The things we rely on eventually break, wear out, or get lost. Alas, nothing lasts forever.

Case in point: my Samsung SGH-a 127 cell phone. First acquired in 2007, this item worked great. Calls came in loud and clear. The model was compact—with its clamshell closed, it was only slightly larger than the key to my Prius. I loved this phone.

Unfortunately, my cherished Samsung met its doom in August, 2009. Its demise occurred on the golf course right after I shanked a bad four iron. Before the rational side of my brain could intervene, I smacked the offending club hard against my golf bag (I have Tiger temper, not Tiger talent). Once my round had mercifully expired, I unzipped the bag to retrieve my personal effects. To my deep regret, I found the phone’s glass shattered. And worse yet, its innards were so horribly mangled that it couldn’t make outgoing calls. Through no fault of its own, my innocent Samsung was dead. Incommunicado. Finis. Sayonara. The phone, while resting snug within the bag, had been deep-sixed by my outburst with the four iron (how ironic, and I mean that literally).

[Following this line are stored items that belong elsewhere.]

//! # mnemo-inference
//!
//! Embedding and completion backends for mnemo.
//!
//! This crate provides:
//! - [`EmbeddingClient`]: sanitize, chunk, rate-limit, and pool passages
//! - [`RateLimiter`]: minimum-interval limiter shared through `Arc`
//! - OpenAI-compatible embedding backend with NVIDIA NIM `input_type`
//! - Completion adapters for OpenAI-style chat, Anthropic messages, and
//!   Google generateContent behind [`ProviderClient`]
//! - [`ProviderResolver`]: user default, then environment, then error
//!
//! # Feature Flags
//!
//! - `mock`: deterministic mock backends for tests in dependent crates
//!
//! # Example
//!
//! ```rust,no_run
//! use mnemo_inference::EmbeddingClient;
//! use mnemo_core::Embedder;
//!
//! #[tokio::main]
//! async fn main() {
//!     let client = EmbeddingClient::from_env().unwrap();
//!     let vector = client.embed_query("when is the dentist?").await.unwrap();
//! }
//! ```

pub mod anthropic;
pub mod embedding;
pub mod error;
pub mod gemini;
pub mod openai;
pub mod provider;
pub mod rate_limit;

#[cfg(any(test, feature = "mock"))]
pub mod mock;

pub use embedding::{l2_normalize, mean_pool, EmbeddingClient};
pub use error::{to_mnemo_error, Operation, ProviderErrorCode};
pub use openai::{OpenAIBackend, OpenAIConfig};
pub use provider::{default_model, provider_config_from_env, ProviderClient, ProviderResolver};
pub use rate_limit::RateLimiter;
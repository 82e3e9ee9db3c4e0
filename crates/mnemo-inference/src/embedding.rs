//! Rate-limited, chunk-aware embedding client.
//!
//! [`EmbeddingClient`] is the [`Embedder`] the indices use. It sanitizes the
//! input, rejects near-empty text, chunks passages to the model's token
//! limit, waits on the shared [`RateLimiter`], and pools multi-chunk
//! passages into one unit vector.

use std::sync::Arc;
use std::time::{Duration, Instant};

use async_trait::async_trait;
use tracing::{debug, instrument};

use mnemo_core::{
    defaults, sanitize_text, truncate_for_embedding, Embedder, EmbeddingBackend, Error,
    IndexVersion, InputType, Result, TextChunker, Vector,
};

use crate::openai::OpenAIBackend;
use crate::rate_limit::RateLimiter;

/// Embedding client wrapping a backend with the text pipeline and a limiter.
#[derive(Clone)]
pub struct EmbeddingClient {
    backend: Arc<dyn EmbeddingBackend>,
    limiter: Arc<RateLimiter>,
    chunker: TextChunker,
    max_chars: usize,
    timeout: Duration,
}

impl EmbeddingClient {
    pub fn new(backend: Arc<dyn EmbeddingBackend>, limiter: Arc<RateLimiter>) -> Self {
        Self {
            backend,
            limiter,
            chunker: TextChunker::default(),
            max_chars: defaults::EMBED_MAX_CHARS,
            timeout: Duration::from_secs(defaults::EMBED_TIMEOUT_SECS),
        }
    }

    /// Replace the chunker.
    pub fn with_chunker(mut self, chunker: TextChunker) -> Self {
        self.chunker = chunker;
        self
    }

    /// Set the per-request deadline.
    pub fn with_timeout(mut self, timeout: Duration) -> Self {
        self.timeout = timeout;
        self
    }

    /// Build the HTTP backend and limiter from the environment.
    ///
    /// Reads the `EMBED_*` variables of [`crate::openai::OpenAIConfig`] plus
    /// `EMBED_RPM` (requests per minute, default 40).
    pub fn from_env() -> Result<Self> {
        let backend = OpenAIBackend::from_env()?;
        let rpm = std::env::var("EMBED_RPM")
            .ok()
            .and_then(|s| s.parse().ok())
            .unwrap_or(defaults::EMBED_REQUESTS_PER_MINUTE);
        let timeout = Duration::from_secs(backend.config().timeout_seconds);
        Ok(Self::new(Arc::new(backend), Arc::new(RateLimiter::per_minute(rpm))).with_timeout(timeout))
    }

    pub fn limiter(&self) -> &Arc<RateLimiter> {
        &self.limiter
    }

    /// Sanitize and validate input text.
    fn prepare(&self, text: &str) -> Result<String> {
        let clean = sanitize_text(text);
        let len = clean.chars().count();
        if len < defaults::EMBED_MIN_TEXT_CHARS {
            return Err(Error::InvalidInput(format!(
                "text too short to embed ({} chars, minimum {})",
                len,
                defaults::EMBED_MIN_TEXT_CHARS
            )));
        }
        Ok(clean)
    }

    /// One rate-limited backend request under the deadline.
    async fn request(&self, texts: Vec<String>, input_type: InputType) -> Result<Vec<Vector>> {
        self.limiter.acquire().await;
        let start = Instant::now();
        let vectors = tokio::time::timeout(self.timeout, self.backend.embed_texts(&texts, input_type))
            .await
            .map_err(|_| {
                Error::Embedding(format!(
                    "embedding request timed out after {}s",
                    self.timeout.as_secs()
                ))
            })??;
        debug!(
            subsystem = "inference",
            component = "embedding",
            count = texts.len(),
            input_type = input_type.as_str(),
            duration_ms = start.elapsed().as_millis() as u64,
            "Embedding request complete"
        );
        if vectors.len() != texts.len() {
            return Err(Error::Embedding(format!(
                "Expected {} embeddings, got {}",
                texts.len(),
                vectors.len()
            )));
        }
        Ok(vectors)
    }
}

#[async_trait]
impl Embedder for EmbeddingClient {
    #[instrument(
        skip(self, text),
        fields(subsystem = "inference", component = "embedding", op = "embed_passage", text_len = text.len())
    )]
    async fn embed_passage(&self, text: &str) -> Result<Vector> {
        let clean = self.prepare(text)?;
        let texts: Vec<String> = self
            .chunker
            .chunk(&clean)
            .into_iter()
            .map(|c| truncate_for_embedding(&c.text, self.max_chars))
            .collect();
        if texts.is_empty() {
            return Err(Error::InvalidInput("nothing to embed".to_string()));
        }
        let chunk_count = texts.len();
        let mut vectors = self.request(texts, InputType::Passage).await?;
        if chunk_count == 1 {
            return vectors
                .pop()
                .ok_or_else(|| Error::Embedding("backend returned no vectors".to_string()));
        }
        debug!(chunk_count, "Pooling chunk vectors");
        mean_pool(&vectors)
            .map(Vector::from)
            .ok_or_else(|| Error::Embedding("cannot pool chunk vectors".to_string()))
    }

    #[instrument(
        skip(self, text),
        fields(subsystem = "inference", component = "embedding", op = "embed_query", text_len = text.len())
    )]
    async fn embed_query(&self, text: &str) -> Result<Vector> {
        let clean = self.prepare(text)?;
        let mut vectors = self
            .request(vec![truncate_for_embedding(&clean, self.max_chars)], InputType::Query)
            .await?;
        vectors
            .pop()
            .ok_or_else(|| Error::Embedding("backend returned no vectors".to_string()))
    }

    fn version(&self) -> IndexVersion {
        IndexVersion {
            model: self.backend.model_name().to_string(),
            dimension: self.backend.dimension(),
        }
    }
}

/// Mean of equally sized vectors, L2-normalized.
///
/// Returns `None` for an empty slice or mismatched dimensions.
pub fn mean_pool(vectors: &[Vector]) -> Option<Vec<f32>> {
    let first = vectors.first()?.as_slice();
    let dim = first.len();
    let mut sum = vec![0.0f32; dim];
    for v in vectors {
        let slice = v.as_slice();
        if slice.len() != dim {
            return None;
        }
        for (acc, x) in sum.iter_mut().zip(slice) {
            *acc += x;
        }
    }
    let n = vectors.len() as f32;
    sum.iter_mut().for_each(|x| *x /= n);
    l2_normalize(&mut sum);
    Some(sum)
}

/// Scale `v` to unit length in place. Zero vectors are left untouched.
pub fn l2_normalize(v: &mut [f32]) {
    let norm = v.iter().map(|x| x * x).sum::<f32>().sqrt();
    if norm > 0.0 {
        v.iter_mut().for_each(|x| *x /= norm);
    }
}
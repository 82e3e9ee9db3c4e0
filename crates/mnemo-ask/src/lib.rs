//! # mnemo-ask
//!
//! Question answering over a user's todos and memories, the live web, or
//! both. Context is retrieved per mode, placed into a mode-specific prompt
//! and sent to the user's configured AI provider.

pub mod context;
pub mod pipeline;
pub mod prompts;
pub mod web;

pub use context::{merge_sources, personal_context, web_context, WebPage};
pub use pipeline::{AskConfig, AskPipeline};
pub use prompts::parse_search_queries;
pub use web::{extract_page, HttpScraper, SearxngConfig, SearxngSearch};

My first reaction to this catastrophe was that I would have to buy a new phone. I was loath to do this. First, I would have to research the best current models for my AT&T pay-as-you-go plan. Next, it would take time to shop. Finally, after purchase, I would have to figure out how the new phone worked. At my learning speed, that would pile on several more hours. In near desperation, I visited eBay. Maybe someone somewhere was offering this same unit. So I typed in “Samsung SGH-a 127.” To my surprise, an angel from Louisiana was selling my exact model in near-new condition. Within a few days I received the replacement. Total cost: about $15.00. Total fuss: all I had to do was dislodge the SIM card from the dead Samsung and drop it into the new phone.

Of course, I could have saved myself $15 if I had stopped the four iron from hitting the golf bag in the first place—that’s lesson one.  But when I thought over this transaction afterwards, I realized that it had produced multiple streams of savings versus my first impulse to buy at retail:

1.  Replacement Cost. A new cell at retail would have cost about $50. Savings = $35.00 ($50-$15).

2.  Sales Tax. I also avoided the extra tax I would have paid on a new phone. Savings = $2.98 ($35*8.5%).

3.  Spare Parts and Accessories. I didn’t have to buy any accessories for the replacement because I already had them on hand. From the old phone, I cannibalized a battery, charger, earpiece, and owner’s manual.  The new phone arrived with its own charger, so now I owned a handy extra to keep in the car. Savings = about $30.00 if I had gone out and purchased everything separately.

4.  Extended Product Life. The replacement actually had less wear than its predecessor. In fact, after almost five years it still remains in daily use.

5.  Saved Time. I didn’t have to do research or shop around. And I didn’t suffer through a learning curve. Savings = many frustrating hours, which freed up more than enough time for another frustrating round of golf.

6.  Certitude of Result. For each new purchase, we assume new risks. We always face the chance of buying into inept design, shoddy construction, or planned obsolescence. We can cut these risks by reading product reviews, but there’s no substitute for long-term testing in real-life conditions. When anything reliable breaks, wears out, or goes missing, you don’t have to risk paying for an inferior replacement. If you procure the exact same item on the secondhand market, you can buy with supreme confidence.

Since 2009, I’ve repeated the Samsung move for a variety of favorite items. When my treasured Keen Targhee II low hikers wore out, I bought an almost-new pair for $57 (they retail for $120). When Mrs. Moose’s well-loved Ellington nylon purse had frayed beyond all recognition, I pursued and found its lightly-used twin for $30 (which was fortunate, because the model had been discontinued). When I broke the frames on my Rudi Project Ekynox SX sunglasses, I replaced them for $66 and kept the same old lenses (new frames would have cost $185). In each case, not only was the secondhand replacement “as good as new,” it was in fact “better than new” because of all the averted costs and hassles.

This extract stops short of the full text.